→ **EXERCISE REQUIREMENTS**: Below are the records; count the lines that include the string "Routes" and give only that number.

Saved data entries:
· · ·

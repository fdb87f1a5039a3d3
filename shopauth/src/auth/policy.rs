//! Per-route authorization requirements.
//!
//! Routes are keyed by HTTP method and the router's path template (`/products/{id}`), i.e. the
//! value axum exposes as [`axum::extract::MatchedPath`]. Routes without an entry only require an
//! authenticated caller.

use axum::http::Method;
use serde::{Deserialize, Serialize};
use std::collections::HashMap;

use crate::api::models::users::Role;
use crate::auth::permissions::Requirement;
use crate::errors::Error;
use crate::types::Permission;

/// One `access_policy` entry as written in config.
#[derive(Debug, Clone, PartialEq, Eq, Deserialize, Serialize)]
#[serde(deny_unknown_fields)]
pub struct RouteRule {
    pub method: String,
    pub path: String,
    #[serde(default, skip_serializing_if = "Option::is_none")]
    pub action: Option<Permission>,
    #[serde(default, skip_serializing_if = "Option::is_none")]
    pub allowed_roles: Option<Vec<Role>>,
    #[serde(default)]
    pub resource_scoped: bool,
}

#[derive(Debug, Clone, Default)]
pub struct AccessPolicy {
    rules: HashMap<(Method, String), Requirement>,
}

impl AccessPolicy {
    pub fn from_rules(rules: &[RouteRule]) -> Result<Self, Error> {
        let mut policy = Self::default();

        for rule in rules {
            let method = Method::from_bytes(rule.method.to_ascii_uppercase().as_bytes()).map_err(|_| Error::Config {
                message: format!("access_policy: invalid HTTP method '{}'", rule.method),
            })?;
            if !rule.path.starts_with('/') {
                return Err(Error::Config {
                    message: format!("access_policy: path '{}' must start with '/'", rule.path),
                });
            }

            let key = (method, rule.path.clone());
            if policy.rules.contains_key(&key) {
                return Err(Error::Config {
                    message: format!("access_policy: duplicate rule for {} {}", key.0, key.1),
                });
            }
            policy.rules.insert(
                key,
                Requirement {
                    action: rule.action,
                    allowed_roles: rule.allowed_roles.clone(),
                    resource_scoped: rule.resource_scoped,
                },
            );
        }

        Ok(policy)
    }

    /// Add or replace the rule for `method path`.
    pub fn with_rule(mut self, method: Method, path: impl Into<String>, requirement: Requirement) -> Self {
        self.rules.insert((method, path.into()), requirement);
        self
    }

    pub fn requirement(&self, method: &Method, path: &str) -> Option<&Requirement> {
        self.rules.get(&(method.clone(), path.to_string()))
    }

    pub fn len(&self) -> usize {
        self.rules.len()
    }

    pub fn is_empty(&self) -> bool {
        self.rules.is_empty()
    }
}

#[cfg(test)]
mod tests {
    use super::*;

    fn rule(method: &str, path: &str) -> RouteRule {
        RouteRule {
            method: method.to_string(),
            path: path.to_string(),
            action: Some(Permission::Update),
            allowed_roles: None,
            resource_scoped: true,
        }
    }

    #[test]
    fn test_lookup_by_method_and_template() {
        let policy = AccessPolicy::from_rules(&[rule("patch", "/products/{id}")]).unwrap();

        let requirement = policy.requirement(&Method::PATCH, "/products/{id}").unwrap();
        assert_eq!(requirement.action, Some(Permission::Update));
        assert!(requirement.resource_scoped);

        assert!(policy.requirement(&Method::GET, "/products/{id}").is_none());
        assert!(policy.requirement(&Method::PATCH, "/products").is_none());
    }

    #[test]
    fn test_invalid_rules_rejected() {
        assert!(matches!(
            AccessPolicy::from_rules(&[rule("GE T", "/x")]),
            Err(Error::Config { .. })
        ));
        assert!(matches!(
            AccessPolicy::from_rules(&[rule("GET", "products")]),
            Err(Error::Config { .. })
        ));
        assert!(matches!(
            AccessPolicy::from_rules(&[rule("GET", "/x"), rule("get", "/x")]),
            Err(Error::Config { .. })
        ));
    }

    #[test]
    fn test_with_rule_overrides() {
        let policy = AccessPolicy::from_rules(&[rule("DELETE", "/products/{id}")])
            .unwrap()
            .with_rule(Method::DELETE, "/products/{id}", Requirement::default());

        assert_eq!(policy.len(), 1);
        assert_eq!(policy.requirement(&Method::DELETE, "/products/{id}"), Some(&Requirement::default()));
    }
}
//! Database models for products. Products are owned by the catalog; this crate only reads them.

use crate::types::{ProductCategory, ProductId};

#[derive(Debug, Clone, sqlx::FromRow)]
pub struct ProductDBResponse {
    pub id: ProductId,
    pub name: String,
    pub category: ProductCategory,
    pub price: f64,
}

· · ·

→ **ANSWER TO THIS TASK**: 2